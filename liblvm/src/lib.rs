// SPDX-License-Identifier: GPL-3.0-only

//! Safe bindings to LVM2's application library
//!
//! The library is driven through four handle types:
//!
//! - [`Lvm`] owns the library instance and opens volume groups
//! - [`VolumeGroup`] is an open volume group, read-only or writable
//! - [`LogicalVolume`] and [`PhysicalVolume`] are borrowed from an open
//!   volume group and become invalid when it is closed
//!
//! Every failure is an [`LvmError`] tagged with an [`ErrorKind`], so callers
//! can tell a retryable `Busy` or `Lock` apart from a programming error such
//! as `Capability` or `UseAfterClose`. The handles never retry on their own;
//! [`retry::deactivate_with_retry`] is there for callers that want to.
//!
//! The handles are generic over a [`Backend`]. The `native` feature provides
//! `NativeBackend`, which links against the system `liblvm2app`.

pub mod backend;
pub mod config;
pub mod error;
mod library;
mod lv;
pub mod names;
#[cfg(feature = "native")]
pub mod native;
mod pv;
pub mod retry;
mod session;
mod vg;

// Re-export commonly used types
pub use backend::{Backend, PvCounter, VgCounter, VgFlag};
pub use config::{ConfigError, LvmConfig};
pub use error::{ErrorKind, Failure, LvmError, NativeError, NativeResult, Operation, Result};
pub use library::Lvm;
pub use lv::LogicalVolume;
pub use pv::PhysicalVolume;
pub use vg::{MIN_EXTENT_SIZE, VolumeGroup};

#[cfg(feature = "native")]
pub use native::NativeBackend;

// Re-export the snapshot models
pub use lvm_types;
pub use lvm_types::{
    ActivationState, LogicalVolumeInfo, OpenMode, PhysicalVolumeInfo, VolumeGroupInfo,
};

********************

- _What you need to do_
Copy all of the data exactly. Skip nothing.

- _Reply to the task_
filename liblvm/src/lib.rs
// SPDX-License-Identifier: GPL-3.0-only

//! Safe bindings to LVM2's application library
//!
//! The library is driven through four handle types:
//!
//! - [`Lvm`] owns the library instance and opens volume groups
//! - [`VolumeGroup`] is an open volume group, read-only or writable
//! - [`LogicalVolume`] and [`PhysicalVolume`] are borrowed from an open
//!   volume group and become invalid when it is closed
//!
//! Every failure is an [`LvmError`] tagged with an [`ErrorKind`], so callers
//! can tell a retryable `Busy` or `Lock` apart from a programming error such
//! as `Capability` or `UseAfterClose`. The handles never retry on their own;
//! [`retry::deactivate_with_retry`] is there for callers that want to.
//!
//! The handles are generic over a [`Backend`]. The `native` feature provides
//! `NativeBackend`, which links against the system `liblvm2app`.

pub mod backend;
pub mod config;
pub mod error;
mod library;
mod lv;
pub mod names;
#[cfg(feature = "native")]
pub mod native;
mod pv;
pub mod retry;
mod session;
mod vg;

// Re-export commonly used types
pub use backend::{Backend, PvCounter, VgCounter, VgFlag};
pub use config::{ConfigError, LvmConfig};
pub use error::{ErrorKind, Failure, LvmError, NativeError, NativeResult, Operation, Result};
pub use library::Lvm;
pub use lv::LogicalVolume;
pub use pv::PhysicalVolume;
pub use vg::{MIN_EXTENT_SIZE, VolumeGroup};

#[cfg(feature = "native")]
pub use native::NativeBackend;

// Re-export the snapshot models
pub use lvm_types;
pub use lvm_types::{
    ActivationState, LogicalVolumeInfo, OpenMode, PhysicalVolumeInfo, VolumeGroupInfo,
};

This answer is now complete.